What’s going awry shouldn’t come as a surprise. In 2012 Guardian economics editor Larry Elliott and Dan Atkinson summed up their view of the situation in a book called Going South: Why Britain Will Have a Third-World Economy by 2014. Widely brushed off as a exaggeration at the time, the book may have got the date wrong, but otherwise the jeremiad looks depressingly accurate. One of the points the authors made was that given the option the UK economy unerringly took what looked like the easy way out in the short term only to find that in the long term it simply reinforced the narrative of decline.

Not one but two examples of this lethal addiction figured in the press last week.

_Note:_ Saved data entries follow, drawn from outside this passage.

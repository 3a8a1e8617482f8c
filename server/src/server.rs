//! Listener lifecycle: starting, serving, draining, stopped.
//!
//! Connections are served over HTTP/1.1 with `hyper`, one task per
//! connection. When the shutdown future resolves the listener is dropped, so
//! new connections are refused, and every open connection is asked to finish
//! its current request and close. Connections still open once the drain
//! timeout elapses are aborted.

use std::future::Future;
use std::net::SocketAddr;
use std::time::Duration;

use axum::Router;
use hyper::server::conn::http1;
use hyper_util::rt::{TokioIo, TokioTimer};
use hyper_util::server::graceful::GracefulShutdown;
use hyper_util::service::TowerToHyperService;
use tokio::net::TcpListener;
use tokio::task::JoinSet;
use tracing::{debug, error, info, warn};

use crate::error::Error;

/// How long in-flight requests get to finish after a shutdown signal.
pub const DRAIN_TIMEOUT: Duration = Duration::from_secs(5);

/// How long a connection may take to send request headers. This also bounds
/// how long an idle keep-alive connection is held open.
pub const READ_TIMEOUT: Duration = Duration::from_secs(60);

const ACCEPT_BACKOFF: Duration = Duration::from_millis(100);

pub struct Server {
    listener: TcpListener,
    drain_timeout: Duration,
}

impl Server {
    /// Binds the listening socket. Accepting starts in [`Server::serve`].
    pub async fn bind(addr: SocketAddr) -> Result<Self, Error> {
        let listener = TcpListener::bind(addr).await?;
        info!(%addr, "starting");
        Ok(Self::from_listener(listener))
    }

    pub fn from_listener(listener: TcpListener) -> Self {
        Self {
            listener,
            drain_timeout: DRAIN_TIMEOUT,
        }
    }

    pub fn with_drain_timeout(mut self, drain_timeout: Duration) -> Self {
        self.drain_timeout = drain_timeout;
        self
    }

    pub fn local_addr(&self) -> Result<SocketAddr, Error> {
        Ok(self.listener.local_addr()?)
    }

    /// Serves `router` until `shutdown` resolves, then drains.
    ///
    /// Returns once every connection has closed or been aborted.
    pub async fn serve<F>(self, router: Router, shutdown: F) -> Result<(), Error>
    where
        F: Future<Output = ()> + Send,
    {
        let addr = self.local_addr()?;
        let mut builder = http1::Builder::new();
        builder
            .timer(TokioTimer::new())
            .header_read_timeout(READ_TIMEOUT)
            .keep_alive(true);

        let graceful = GracefulShutdown::new();
        let mut connections = JoinSet::new();
        tokio::pin!(shutdown);

        info!(%addr, "serving");
        loop {
            tokio::select! {
                biased;

                () = &mut shutdown => {
                    info!(in_flight = connections.len(), "shutdown signal received, draining connections");
                    break;
                }

                res = self.listener.accept() => {
                    let (stream, peer) = match res {
                        Ok(v) => v,
                        Err(e) => {
                            // Back off so a persistent failure such as EMFILE
                            // does not spin.
                            error!("accept error: {e}");
                            tokio::time::sleep(ACCEPT_BACKOFF).await;
                            continue;
                        }
                    };
                    let service = TowerToHyperService::new(router.clone());
                    let conn = graceful.watch(builder.serve_connection(TokioIo::new(stream), service));
                    connections.spawn(async move {
                        if let Err(e) = conn.await {
                            debug!(%peer, "connection error: {e}");
                        }
                    });
                }

                // Reap finished connections so the set does not grow unbounded.
                Some(_) = connections.join_next(), if !connections.is_empty() => {}
            }
        }

        drop(self.listener);
        match tokio::time::timeout(self.drain_timeout, graceful.shutdown()).await {
            Ok(()) => info!("all connections drained"),
            Err(_) => warn!(
                remaining = connections.len(),
                timeout_ms = self.drain_timeout.as_millis() as u64,
                "drain timeout elapsed, closing remaining connections"
            ),
        }
        connections.abort_all();
        while connections.join_next().await.is_some() {}

        info!("stopped");
        Ok(())
    }
}

/// Resolves on Ctrl-C, or on SIGTERM on Unix.
pub async fn shutdown_signal() {
    let ctrl_c = async {
        if let Err(e) = tokio::signal::ctrl_c().await {
            error!("failed to listen for Ctrl-C: {e}");
            std::future::pending::<()>().await;
        }
    };

    #[cfg(unix)]
    let terminate = async {
        match tokio::signal::unix::signal(tokio::signal::unix::SignalKind::terminate()) {
            Ok(mut sigterm) => {
                sigterm.recv().await;
            }
            Err(e) => {
                error!("failed to listen for SIGTERM: {e}");
                std::future::pending::<()>().await;
            }
        }
    };

    #[cfg(not(unix))]
    let terminate = std::future::pending::<()>();

    tokio::select! {
        () = ctrl_c => {}
        () = terminate => {}
    }
}
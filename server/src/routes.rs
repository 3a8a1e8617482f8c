//! Route table and middleware stack.

use std::time::Duration;

use axum::{
    body::HttpBody,
    http::{header, StatusCode},
    middleware,
    response::{IntoResponse, Response},
    routing::{get, put},
    Json, Router,
};
use tower_http::{
    timeout::TimeoutLayer,
    trace::{DefaultMakeSpan, DefaultOnResponse, TraceLayer},
    LatencyUnit,
};
use tracing::Level;

use crate::handlers;
use crate::model::ErrorResponse;
use crate::store::SharedStore;

/// Upper bound on reading, handling and answering a single request.
pub const REQUEST_TIMEOUT: Duration = Duration::from_secs(60);

/// Builds the application router around an already-connected store.
///
/// - `GET /` service info
/// - `GET /todo`, `POST /todo`
/// - `PUT /todo/{id}`, `DELETE /todo/{id}`
pub fn app(store: SharedStore) -> Router {
    Router::new()
        .route("/", get(handlers::home))
        .nest("/todo", todo_routes())
        .fallback(handlers::not_found)
        .with_state(store)
        .layer(TimeoutLayer::with_status_code(
            StatusCode::REQUEST_TIMEOUT,
            REQUEST_TIMEOUT,
        ))
        // Covers the 405s axum builds itself and the timeout's 408.
        .layer(middleware::map_response(json_error_body))
        // Outermost, so timed-out requests are logged too.
        .layer(
            TraceLayer::new_for_http()
                .make_span_with(DefaultMakeSpan::new().level(Level::INFO))
                .on_response(
                    DefaultOnResponse::new()
                        .level(Level::INFO)
                        .latency_unit(LatencyUnit::Millis),
                ),
        )
}

fn todo_routes() -> Router<SharedStore> {
    Router::new()
        .route("/", get(handlers::fetch_todos).post(handlers::create_todo))
        .route("/{id}", put(handlers::update_todo).delete(handlers::delete_todo))
}

/// Gives bodiless error responses the same JSON shape handlers produce.
async fn json_error_body(response: Response) -> Response {
    let status = response.status();
    let bodiless = response.body().size_hint().exact() == Some(0)
        && !response.headers().contains_key(header::CONTENT_TYPE);
    if !bodiless || !(status.is_client_error() || status.is_server_error()) {
        return response;
    }

    let reason = status.canonical_reason().unwrap_or("Error");
    let body = ErrorResponse {
        message: reason.to_string(),
        error: reason.to_lowercase(),
    };
    let (mut parts, _) = response.into_parts();
    parts.headers.remove(header::CONTENT_LENGTH);
    (parts, Json(body)).into_response()
}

The first was by Elliott himself, who brought his 2012 analysis up to date by noting that it took a rather special interpretation of success to qualify UK labour-market flexibility as such. He pointed out that in the much less flexible market of 1975, at least work paid – unlike today, when it is anything but a reliable route out of penury: as witness the fact that two-thirds of the UK poor live in households in which at least one person works. True to form, employers have seized on the negative, cost-cutting possibilities of ultra-flexibility with relish, accentuating the downward slide that Elliott-Atkinson identified in 2012. Britain, Elliott wrote last week, ‘now appeared to be permanently locked into a low-wage, low-skill, low-productivity economy, in which workers compensate for a lack of earnings power by taking on more debt’.

Meanwhile, back in the FT, economics editor Chris Giles was mercilessly rehearsing the sorry story of British devaluation, the nation’s fall-back macro-economic easy way out. In 1948, he recounted, one pound bought more than $4 and DM13.5. That compares with today’s $1.30 and the equivalent of DM2.2. Over the 70-year period, only Canada has grown more slowly than the UK among the G7, and we have underperformed the eurozone since it was formed in 1999.

Cheaper sterling is ‘no route to prosperity’, concluded Giles, qualifying the most recent in the series, the 20 per cent depreciation of sterling since late 2015, as particularly disappointing. There has been no boost to exports, and no import substitution. Confirming the week’s low-road consensus, he noted that ‘a mini revival in manufacturing employment is overwhelmingly in making simple, low-productivity products such as food or metal goods such as radiators, cutlery and screws’; all in all, ‘the latest depreciation is challenging to be the worst in British history’.

That was all in one week. And we haven’t even mentioned Brexit. It was left to O’Connor among our doom correspondents to attempt to pull something positive out of the wreckage. The ‘good news’, she opined bravely, was that ‘the best possible time to reform a labour market is when unemployment is low and bargaining power is naturally on the rise’. With the labour market at its tightest since the 1970s, surely now was the time to drag the labour market into its higher pay, high productivity future. ‘Brexit uncertainties are not a reason to drift and dither, but an impetus to act’.

Mmmm. Well. She’s right in theory, of course. But in a week which has picturesquely reminded us that we seem unable to implement a railway timetable, let alone a political one, all one can really say is: good luck with that.